[Listed records]
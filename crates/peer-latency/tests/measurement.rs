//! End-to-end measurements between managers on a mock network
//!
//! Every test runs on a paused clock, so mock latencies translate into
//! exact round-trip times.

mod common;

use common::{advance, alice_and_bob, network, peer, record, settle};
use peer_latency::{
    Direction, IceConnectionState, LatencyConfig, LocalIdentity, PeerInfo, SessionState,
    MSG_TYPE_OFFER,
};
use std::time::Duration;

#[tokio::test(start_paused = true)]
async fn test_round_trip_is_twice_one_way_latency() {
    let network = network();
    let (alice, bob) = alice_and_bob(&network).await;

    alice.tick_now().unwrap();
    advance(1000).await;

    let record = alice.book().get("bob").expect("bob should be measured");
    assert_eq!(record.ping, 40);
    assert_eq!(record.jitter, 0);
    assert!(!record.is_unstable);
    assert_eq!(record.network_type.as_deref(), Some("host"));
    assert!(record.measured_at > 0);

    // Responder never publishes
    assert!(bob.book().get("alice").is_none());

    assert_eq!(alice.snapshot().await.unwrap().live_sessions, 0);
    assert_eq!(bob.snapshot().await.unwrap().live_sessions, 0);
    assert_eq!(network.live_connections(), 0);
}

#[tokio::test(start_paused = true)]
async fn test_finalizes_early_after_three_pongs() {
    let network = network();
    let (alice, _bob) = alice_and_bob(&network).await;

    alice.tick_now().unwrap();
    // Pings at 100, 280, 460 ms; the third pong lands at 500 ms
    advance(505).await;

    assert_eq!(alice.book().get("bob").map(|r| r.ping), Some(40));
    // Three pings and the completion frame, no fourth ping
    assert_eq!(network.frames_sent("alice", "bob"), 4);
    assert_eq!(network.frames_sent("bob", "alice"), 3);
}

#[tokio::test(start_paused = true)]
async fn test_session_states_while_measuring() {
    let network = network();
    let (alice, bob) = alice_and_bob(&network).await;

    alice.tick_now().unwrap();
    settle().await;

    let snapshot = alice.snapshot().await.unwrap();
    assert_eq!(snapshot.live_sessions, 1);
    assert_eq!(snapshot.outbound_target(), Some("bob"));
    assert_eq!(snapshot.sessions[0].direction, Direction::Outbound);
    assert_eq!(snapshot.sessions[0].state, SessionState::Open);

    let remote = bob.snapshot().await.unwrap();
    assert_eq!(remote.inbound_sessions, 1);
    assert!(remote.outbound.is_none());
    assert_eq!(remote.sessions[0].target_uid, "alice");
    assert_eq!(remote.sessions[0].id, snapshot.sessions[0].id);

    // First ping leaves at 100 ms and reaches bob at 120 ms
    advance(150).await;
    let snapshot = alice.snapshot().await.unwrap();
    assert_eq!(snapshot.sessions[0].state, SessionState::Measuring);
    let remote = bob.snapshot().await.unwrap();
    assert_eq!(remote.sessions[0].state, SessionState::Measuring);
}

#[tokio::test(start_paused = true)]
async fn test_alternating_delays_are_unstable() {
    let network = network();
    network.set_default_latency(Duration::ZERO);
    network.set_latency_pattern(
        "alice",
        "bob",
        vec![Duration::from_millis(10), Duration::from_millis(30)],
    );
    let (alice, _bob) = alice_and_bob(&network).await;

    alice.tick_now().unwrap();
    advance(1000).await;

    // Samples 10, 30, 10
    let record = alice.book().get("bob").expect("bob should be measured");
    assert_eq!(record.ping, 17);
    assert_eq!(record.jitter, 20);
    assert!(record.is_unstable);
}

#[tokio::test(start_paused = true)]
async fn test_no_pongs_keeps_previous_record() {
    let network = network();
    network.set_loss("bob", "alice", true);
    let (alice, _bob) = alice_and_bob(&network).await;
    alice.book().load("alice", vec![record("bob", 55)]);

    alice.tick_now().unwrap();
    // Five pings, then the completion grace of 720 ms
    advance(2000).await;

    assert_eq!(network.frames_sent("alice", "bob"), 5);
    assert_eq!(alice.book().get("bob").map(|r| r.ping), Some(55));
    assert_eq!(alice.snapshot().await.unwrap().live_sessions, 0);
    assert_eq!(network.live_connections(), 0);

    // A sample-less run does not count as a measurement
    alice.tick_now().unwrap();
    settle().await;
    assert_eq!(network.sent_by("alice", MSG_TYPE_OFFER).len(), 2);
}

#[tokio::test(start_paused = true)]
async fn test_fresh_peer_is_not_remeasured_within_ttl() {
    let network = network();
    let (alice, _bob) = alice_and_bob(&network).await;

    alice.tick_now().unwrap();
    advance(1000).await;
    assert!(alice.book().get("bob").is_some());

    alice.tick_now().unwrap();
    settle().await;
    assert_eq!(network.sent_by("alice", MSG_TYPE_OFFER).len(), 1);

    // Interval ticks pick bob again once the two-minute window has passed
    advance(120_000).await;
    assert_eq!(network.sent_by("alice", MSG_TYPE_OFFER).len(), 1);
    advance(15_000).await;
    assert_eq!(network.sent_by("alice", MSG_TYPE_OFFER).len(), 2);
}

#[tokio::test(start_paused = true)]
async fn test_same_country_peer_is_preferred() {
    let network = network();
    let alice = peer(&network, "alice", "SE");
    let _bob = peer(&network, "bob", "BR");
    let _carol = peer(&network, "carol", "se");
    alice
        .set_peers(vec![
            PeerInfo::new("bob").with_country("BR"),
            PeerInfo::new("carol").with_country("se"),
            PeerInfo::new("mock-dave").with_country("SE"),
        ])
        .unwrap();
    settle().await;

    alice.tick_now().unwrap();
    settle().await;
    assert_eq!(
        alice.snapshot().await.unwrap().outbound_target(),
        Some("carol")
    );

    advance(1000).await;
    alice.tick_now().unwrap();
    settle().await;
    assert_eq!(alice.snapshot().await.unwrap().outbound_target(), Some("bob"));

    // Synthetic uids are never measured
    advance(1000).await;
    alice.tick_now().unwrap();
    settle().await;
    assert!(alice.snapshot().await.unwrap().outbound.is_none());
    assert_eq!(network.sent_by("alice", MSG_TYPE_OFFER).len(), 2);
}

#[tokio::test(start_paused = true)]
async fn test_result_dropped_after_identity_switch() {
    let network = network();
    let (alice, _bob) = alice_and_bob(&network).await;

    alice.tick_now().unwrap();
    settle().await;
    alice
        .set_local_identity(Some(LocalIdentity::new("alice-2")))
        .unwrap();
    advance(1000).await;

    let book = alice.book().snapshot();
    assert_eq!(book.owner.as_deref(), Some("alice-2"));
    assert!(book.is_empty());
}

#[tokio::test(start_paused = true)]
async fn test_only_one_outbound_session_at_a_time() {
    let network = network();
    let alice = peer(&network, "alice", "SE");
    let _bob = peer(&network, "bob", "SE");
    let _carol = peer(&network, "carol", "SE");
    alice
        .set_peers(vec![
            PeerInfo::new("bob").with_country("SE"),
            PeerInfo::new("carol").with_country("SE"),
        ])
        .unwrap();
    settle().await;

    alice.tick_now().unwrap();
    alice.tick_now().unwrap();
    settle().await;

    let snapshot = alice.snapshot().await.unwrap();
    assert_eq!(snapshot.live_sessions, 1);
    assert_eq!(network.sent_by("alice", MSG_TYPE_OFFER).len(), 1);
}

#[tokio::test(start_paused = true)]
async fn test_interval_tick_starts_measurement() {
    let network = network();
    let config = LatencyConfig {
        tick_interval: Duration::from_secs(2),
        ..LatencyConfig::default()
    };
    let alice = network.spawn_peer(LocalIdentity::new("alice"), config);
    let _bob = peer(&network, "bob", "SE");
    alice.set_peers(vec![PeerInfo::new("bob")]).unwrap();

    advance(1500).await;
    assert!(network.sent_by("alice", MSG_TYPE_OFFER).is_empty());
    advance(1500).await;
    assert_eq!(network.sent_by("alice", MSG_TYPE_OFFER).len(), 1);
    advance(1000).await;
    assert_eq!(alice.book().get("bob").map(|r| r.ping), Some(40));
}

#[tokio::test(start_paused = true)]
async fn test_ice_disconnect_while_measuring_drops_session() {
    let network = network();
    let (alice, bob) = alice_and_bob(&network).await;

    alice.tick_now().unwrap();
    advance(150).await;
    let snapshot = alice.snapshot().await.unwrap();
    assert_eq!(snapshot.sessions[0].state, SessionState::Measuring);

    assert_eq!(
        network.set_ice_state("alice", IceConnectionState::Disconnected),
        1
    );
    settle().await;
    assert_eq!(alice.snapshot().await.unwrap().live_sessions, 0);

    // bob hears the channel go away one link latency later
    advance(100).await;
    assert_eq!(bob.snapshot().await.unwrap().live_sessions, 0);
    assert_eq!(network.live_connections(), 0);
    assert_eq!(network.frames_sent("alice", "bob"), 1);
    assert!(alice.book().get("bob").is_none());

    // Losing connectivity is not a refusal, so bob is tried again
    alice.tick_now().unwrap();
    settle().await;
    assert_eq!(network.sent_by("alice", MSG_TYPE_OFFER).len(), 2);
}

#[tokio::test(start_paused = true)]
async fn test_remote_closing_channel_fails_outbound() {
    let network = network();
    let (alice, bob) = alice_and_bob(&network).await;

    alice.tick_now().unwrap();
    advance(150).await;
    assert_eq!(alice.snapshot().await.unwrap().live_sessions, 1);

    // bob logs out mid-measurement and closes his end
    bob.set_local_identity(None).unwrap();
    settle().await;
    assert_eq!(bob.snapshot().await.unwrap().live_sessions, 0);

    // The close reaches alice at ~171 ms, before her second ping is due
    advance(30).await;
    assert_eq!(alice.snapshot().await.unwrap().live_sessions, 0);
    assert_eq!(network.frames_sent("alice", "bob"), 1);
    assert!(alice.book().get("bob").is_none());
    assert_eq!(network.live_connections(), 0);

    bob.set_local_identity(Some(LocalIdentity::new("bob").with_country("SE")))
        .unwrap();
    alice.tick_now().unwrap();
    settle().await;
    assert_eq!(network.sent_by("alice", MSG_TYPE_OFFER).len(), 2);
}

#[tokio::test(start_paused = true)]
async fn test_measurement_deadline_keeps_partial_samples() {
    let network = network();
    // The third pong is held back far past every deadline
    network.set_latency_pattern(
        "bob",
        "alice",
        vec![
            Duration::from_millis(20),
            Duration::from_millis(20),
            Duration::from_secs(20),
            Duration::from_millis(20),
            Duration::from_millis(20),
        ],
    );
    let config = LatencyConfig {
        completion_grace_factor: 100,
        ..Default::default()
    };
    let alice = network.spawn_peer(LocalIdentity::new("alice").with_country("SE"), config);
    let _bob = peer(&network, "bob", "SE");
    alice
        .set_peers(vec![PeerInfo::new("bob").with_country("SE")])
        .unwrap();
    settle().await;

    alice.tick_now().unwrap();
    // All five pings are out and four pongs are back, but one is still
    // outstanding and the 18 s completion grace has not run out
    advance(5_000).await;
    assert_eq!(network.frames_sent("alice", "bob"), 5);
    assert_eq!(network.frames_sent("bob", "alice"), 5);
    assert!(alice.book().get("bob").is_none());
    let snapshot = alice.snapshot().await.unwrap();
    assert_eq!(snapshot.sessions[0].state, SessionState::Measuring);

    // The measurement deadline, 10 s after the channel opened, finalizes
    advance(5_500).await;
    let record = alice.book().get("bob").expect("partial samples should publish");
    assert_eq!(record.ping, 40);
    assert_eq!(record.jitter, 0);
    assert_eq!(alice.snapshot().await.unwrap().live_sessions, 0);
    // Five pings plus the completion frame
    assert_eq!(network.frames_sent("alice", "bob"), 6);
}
[/Listed records]
[Listed records]
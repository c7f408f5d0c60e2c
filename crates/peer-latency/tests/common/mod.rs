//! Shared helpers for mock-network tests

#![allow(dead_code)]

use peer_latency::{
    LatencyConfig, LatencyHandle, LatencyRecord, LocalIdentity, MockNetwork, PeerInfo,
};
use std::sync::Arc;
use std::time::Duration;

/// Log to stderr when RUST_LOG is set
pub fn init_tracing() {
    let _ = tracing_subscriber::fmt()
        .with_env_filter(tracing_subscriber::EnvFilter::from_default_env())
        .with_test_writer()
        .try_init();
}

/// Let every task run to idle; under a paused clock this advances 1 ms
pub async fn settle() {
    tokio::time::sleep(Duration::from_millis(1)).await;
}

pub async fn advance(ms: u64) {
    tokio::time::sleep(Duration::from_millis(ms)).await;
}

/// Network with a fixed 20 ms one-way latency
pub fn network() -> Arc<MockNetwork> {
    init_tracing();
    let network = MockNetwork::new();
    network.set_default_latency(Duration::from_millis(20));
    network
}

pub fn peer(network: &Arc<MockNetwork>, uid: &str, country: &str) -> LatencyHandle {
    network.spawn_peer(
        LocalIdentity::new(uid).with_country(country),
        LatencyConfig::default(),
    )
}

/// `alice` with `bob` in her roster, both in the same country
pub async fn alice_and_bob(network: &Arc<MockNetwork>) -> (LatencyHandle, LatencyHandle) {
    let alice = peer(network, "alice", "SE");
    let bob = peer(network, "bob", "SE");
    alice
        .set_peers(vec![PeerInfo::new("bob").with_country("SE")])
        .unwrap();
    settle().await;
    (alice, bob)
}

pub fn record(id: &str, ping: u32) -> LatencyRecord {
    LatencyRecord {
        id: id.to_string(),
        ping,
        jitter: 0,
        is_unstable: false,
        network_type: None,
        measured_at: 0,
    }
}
[/Listed records]
[Listed records]
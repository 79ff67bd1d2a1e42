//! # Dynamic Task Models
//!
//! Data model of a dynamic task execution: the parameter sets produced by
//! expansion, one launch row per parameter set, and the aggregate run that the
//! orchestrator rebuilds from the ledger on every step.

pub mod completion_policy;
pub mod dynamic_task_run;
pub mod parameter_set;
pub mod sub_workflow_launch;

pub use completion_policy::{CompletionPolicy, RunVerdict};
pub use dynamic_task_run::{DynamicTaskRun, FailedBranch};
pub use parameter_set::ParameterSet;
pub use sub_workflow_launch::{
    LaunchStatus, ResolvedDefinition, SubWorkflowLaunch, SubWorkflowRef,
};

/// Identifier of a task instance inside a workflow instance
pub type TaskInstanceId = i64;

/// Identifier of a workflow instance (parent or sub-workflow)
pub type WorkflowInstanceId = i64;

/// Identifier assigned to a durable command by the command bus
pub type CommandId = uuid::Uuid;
[/Listed records]
**Exercise aim**
Among the entries, find each line that includes the string "repository" and copy it.

**Answer box**
repository c7f408f5d0c60e2c
repository 79ff67bd1d2a1e42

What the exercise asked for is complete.